Leconte de Lisle achevait de se former dans cette besogne. Il y perfectionnait cette intelligence de la plastique grecque qui devait être la religion de sa vie, mais il était si misérablement rétribué de sa peine qu’après bien des années écoulées, il ne pouvait parler sans amertume de ces jours passés :

« J’ai dépensé sept années dans mes traductions, disait-il, elles me rapportèrent sept mille francs, et je m’y crevai les yeux. »

L’empereur Napoléon, informé par le peintre Jobbé-Duval de la douloureuse situation de Leconte de Lisle, lui dépêcha une personne de son entourage, pour lui offrir une pension, avec cette réserve, qu’il dédierait les traductions au Prince Impérial.
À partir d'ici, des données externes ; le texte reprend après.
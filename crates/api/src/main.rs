use std::net::SocketAddr;
use std::sync::Arc;
use std::time::Duration;

use tokio_util::sync::CancellationToken;
use tracing_subscriber::{layer::SubscriberExt, util::SubscriberInitExt};

use grua_api::app::build_app;
use grua_api::background::expiry_scan;
use grua_api::config::ServerConfig;
use grua_api::state::AppState;

#[tokio::main]
async fn main() {
    dotenvy::dotenv().ok();

    tracing_subscriber::registry()
        .with(
            tracing_subscriber::EnvFilter::try_from_default_env()
                .unwrap_or_else(|_| "grua_api=debug,grua_db=info,tower_http=debug".into()),
        )
        .with(tracing_subscriber::fmt::layer())
        .init();

    let config = ServerConfig::from_env();
    tracing::info!(
        host = %config.host,
        port = config.port,
        lookahead_days = config.expiry.lookahead_days,
        "Loaded server configuration"
    );

    let database_url = std::env::var("DATABASE_URL").expect("DATABASE_URL must be set");
    let pool = grua_db::create_pool(&database_url)
        .await
        .expect("Failed to connect to database");
    grua_db::health_check(&pool)
        .await
        .expect("Database health check failed");
    grua_db::run_migrations(&pool)
        .await
        .expect("Failed to run database migrations");
    tracing::info!("Database ready, migrations applied");

    // Document expiry and overdue remediation notices.
    let jobs_cancel = CancellationToken::new();
    let expiry_job = tokio::spawn(expiry_scan::run(
        pool.clone(),
        config.expiry,
        jobs_cancel.clone(),
    ));

    let addr = SocketAddr::new(
        config.host.parse().expect("Invalid HOST address"),
        config.port,
    );
    let shutdown_timeout = Duration::from_secs(config.shutdown_timeout_secs);

    let app = build_app(AppState {
        pool,
        config: Arc::new(config),
    });

    let listener = tokio::net::TcpListener::bind(addr)
        .await
        .expect("Failed to bind to address");
    tracing::info!(%addr, "Checklist API listening");

    axum::serve(listener, app)
        .with_graceful_shutdown(shutdown_signal())
        .await
        .expect("Server error");

    jobs_cancel.cancel();
    if tokio::time::timeout(shutdown_timeout, expiry_job).await.is_err() {
        tracing::warn!("Expiry scan did not stop within the shutdown timeout");
    }
    tracing::info!("Graceful shutdown complete");
}

/// Resolve on SIGINT, or SIGTERM on Unix.
async fn shutdown_signal() {
    let ctrl_c = async {
        tokio::signal::ctrl_c()
            .await
            .expect("Failed to install Ctrl-C handler");
    };

    #[cfg(unix)]
    let terminate = async {
        tokio::signal::unix::signal(tokio::signal::unix::SignalKind::terminate())
            .expect("Failed to install SIGTERM handler")
            .recv()
            .await;
    };

    #[cfg(not(unix))]
    let terminate = std::future::pending::<()>();

    tokio::select! {
        () = ctrl_c => tracing::info!("Received SIGINT, shutting down"),
        () = terminate => tracing::info!("Received SIGTERM, shutting down"),
    }
}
« Il serait sacrilège, répondit le poète, de dédier ces chefs-d’œuvre antiques à un enfant trop jeune pour les comprendre. »

  1. Voir la préface de la Ire édition (Paris, 1861) de la traduction des Idylles de Théocrite et des Odes anacréontiques. Ce curieux morceau, plein d’une ironie caustique et parfois amère contre le mode de traduction accrédité depuis le XVIIe siècle, a été supprimé dans l’édition ultérieure.